Essa é uma pergunta muito boa. Estou cobrando presença dele, mas nem estava disposto a fazer o mesmo. É claro, era por conta do treinamento. 

Tive de melhorar minhas habilidades para o dia de hoje, onde supostamente o Thomas, aquele soldado da Geo City vai me mostrar algo relacionado ao torneio. Espero que isso me ajude e espero que ele ainda esteja por aqui.

Seja como for, falar para o Ash sobre isso talvez seja má ideia. Talvez ele queira ajudar e se for algum tipo de armadilha ao menos ele não estará envolvido. 

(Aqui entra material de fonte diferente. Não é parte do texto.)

impl HttpStore {
    pub fn new(base_url: &str, auth: Auth, timeout: Duration) -> Result<Self, StoreError> {
        let base = Url::parse(base_url.trim_end_matches('/'))
            .map_err(|e| StoreError::Connectivity(format!("invalid url '{}': {}", base_url, e)))?;
        let name = base.host_str().unwrap_or("remote").to_string();
        let client = Client::builder().timeout(timeout).build()?;
        Ok(Self {
            client,
            base,
            auth,
            name,
        })
    }

    fn request(&self, method: Method, path: &str) -> RequestBuilder {
        let url = format!("{}{}", self.base.as_str().trim_end_matches('/'), path);
        let mut req = self.client.request(method, url);
        if let Some(header) = self.auth.header_value() {
            req = req.header("Authorization", header);
        }
        req
    }

    /// Alerting provisioning writes carry this header so the target treats
    /// them as editable rather than file-provisioned.
    fn provisioning(&self, method: Method, path: &str) -> RequestBuilder {
        self.request(method, path).header("X-Disable-Provenance", "true")
    }

    async fn check(response: Response, context: &str) -> Result<Response, StoreError> {
        let status = response.status();
        if status.is_success() {
            return Ok(response);
        }
        let body = response.text().await.unwrap_or_default();
        Err(map_status(status, context, &body))
    }

    async fn get_json<T: serde::de::DeserializeOwned>(
        &self,
        path: &str,
    ) -> Result<T, StoreError> {
        let response = self.request(Method::GET, path).send().await?;
        let response = Self::check(response, path).await?;
        Ok(response.json().await?)
    }

    async fn folder_uid_by_title(&self, title: &str) -> Result<Option<String>, StoreError> {
        if title.is_empty() || title.eq_ignore_ascii_case("general") {
            // the default folder is addressed by the "general" pseudo-uid
            return Ok(Some("general".to_string()));
        }
        let folders: Vec<FolderHit> = self.get_json("/api/folders").await?;
        Ok(folders
            .into_iter()
            .find(|f| f.title.eq_ignore_ascii_case(title))
            .map(|f| f.uid))
    }

    async fn list_dashboards(&self, container: &Container) -> Result<Vec<ConfigObject>, StoreError> {
        let folder_uid = if container.uid.is_empty() {
            "general".to_string()
        } else {
            container.uid.clone()
        };
        let path = format!("/api/search?type=dash-db&folderUIDs={}", folder_uid);
        let hits: Vec<SearchHit> = self.get_json(&path).await?;

        let mut objects = Vec::new();
        for hit in hits {
            let envelope: Value = self
                .get_json(&format!("/api/dashboards/uid/{}", hit.uid))
                .await?;
            objects.push(ConfigObject::from_payload(
                ObjectKind::Dashboard,
                envelope,
                &hit.uid,
                &container.title,
            ));
        }
        Ok(objects)
    }

    /// Alert rules come back flat; the backup unit is the rule group, so
    /// rules are regrouped per (folder, group) before leaving this store.
    async fn list_rule_groups(&self, container: &Container) -> Result<Vec<ConfigObject>, StoreError> {
        let rules: Vec<Value> = self.get_json("/api/v1/provisioning/alert-rules").await?;
        let mut groups: Vec<(String, Vec<Value>)> = Vec::new();
        for rule in rules {
            let folder_uid = rule["folderUID"].as_str().unwrap_or_default();
            if folder_uid != container.uid {
                continue;
            }
            let group_name = rule["ruleGroup"].as_str().unwrap_or("default").to_string();
            match groups.iter_mut().find(|(name, _)| *name == group_name) {
                Some((_, members)) => members.push(rule),
                None => groups.push((group_name, vec![rule])),
            }
        }
        Ok(groups
            .into_iter()
            .map(|(name, members)| {
                let payload = json!({
                    "name": name,
                    "folder": container.title,
                    "rules": members,
                });
                ConfigObject::new(ObjectKind::RuleGroup, name, container.title.clone(), payload)
            })
            .collect())
    }

    async fn list_provisioning_kind(
        &self,
        kind: ObjectKind,
        container: &Container,
        path: &str,
    ) -> Result<Vec<ConfigObject>, StoreError> {
        let body: Value = self.get_json(path).await?;
        let payloads = match body {
            Value::Array(items) => items,
            // the notification policy endpoint returns a single tree
            single @ Value::Object(_) => vec![single],
            _ => Vec::new(),
        };
        Ok(payloads
            .into_iter()
            .enumerate()
            .map(|(i, payload)| {
                let fallback = format!("{}-{}", kind, i);
                ConfigObject::from_payload(kind, payload, &fallback, &container.title)
            })
            .collect())
    }

    async fn find_by_identity(
        &self,
        kind: ObjectKind,
        container: &str,
        identity: &str,
        path: &str,
    ) -> Result<Option<ConfigObject>, StoreError> {
        let container = Container::folder(container, "");
        let objects = self.list_provisioning_kind(kind, &container, path).await?;
        Ok(objects
            .into_iter()
            .find(|o| o.identity.eq_ignore_ascii_case(identity)))
    }

    async fn write_dashboard(
        &self,
        object: &ConfigObject,
        overwrite: bool,
    ) -> Result<String, StoreError> {
        let folder_uid = self
            .folder_uid_by_title(&object.container)
            .await?
            .ok_or_else(|| StoreError::NotFound(format!("folder '{}'", object.container)))?;

        // the payload may be a raw dashboard or a get-by-uid envelope
        let mut dashboard = if object.payload["dashboard"].is_object() {
            object.payload["dashboard"].clone()
        } else {
            object.payload.clone()
        };
        if let Some(map) = dashboard.as_object_mut() {
            // target-internal numeric id never carries over
            map.remove("id");
        }

        let body = DashboardWrite {
            dashboard: &dashboard,
            folder_uid: &folder_uid,
            overwrite,
            message: "imported by ferry",
        };
        let response = self
            .request(Method::POST, "/api/dashboards/db")
            .json(&body)
            .send()
            .await?;
        let response = Self::check(response, "/api/dashboards/db").await?;
        let created: Value = response.json().await.unwrap_or(Value::Null);
        Ok(created["uid"]
            .as_str()
            .map(String::from)
            .unwrap_or_else(|| object.identity.clone()))
    }

    async fn write_rule_group(&self, object: &ConfigObject) -> Result<(), StoreError> {
        let folder_uid = self
            .folder_uid_by_title(&object.container)
            .await?
            .ok_or_else(|| StoreError::NotFound(format!("folder '{}'", object.container)))?;
        let path = format!(
            "/api/v1/provisioning/folder/{}/rule-groups/{}",
            folder_uid, object.identity
        );
        let response = self
            .provisioning(Method::PUT, &path)
            .json(&object.payload)
            .send()
            .await?;
        Self::check(response, &path).await?;
        Ok(())
    }
}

— Não falei com ela porque estava treinando. Eu falei para você.

— Ah, sim. Eu, a Vida e a Bia vimos um pouco do seu treinamento.

Eu me engasgo. É como se meu coração tivesse pulado uma batida.

Guh! Como é que é a história?

— O próximo é Vida e Clara — fala Vega, em cima da arena. — Subam logo!

Droga! Fiquei conversando com Ash e mal vi o tempo passar. Eu esqueci que as lutas são aleatórias, então é óbvio que a Vida poderia ser escolhida a qualquer momento, mas… Qual foi, logo a terceira luta do dia?

Eu e Ash vamos atravessando a multidão até chegar o mais próximo da arena possível. Existe uma certa margem em que você não pode ultrapassar. Respeito essa margem, mas fico bem no limite.

Ao meu lado está Solares e seus auxiliares, de braços cruzados, olhando para as lutas que estão acontecendo. Clio não está mais ao lado deles, o que é bem suspeito.

Então vejo Vida subindo na Arena e se dirigindo até o centro. Ela está nervosa. Esqueceu de prender os cabelos rosas. Isso é ruim, a oponente pode usar isso a seu favor. Mas sinceramente, Vida está tão mal que estou cogitando a possibilidade dela desmaiar de tão nervosa.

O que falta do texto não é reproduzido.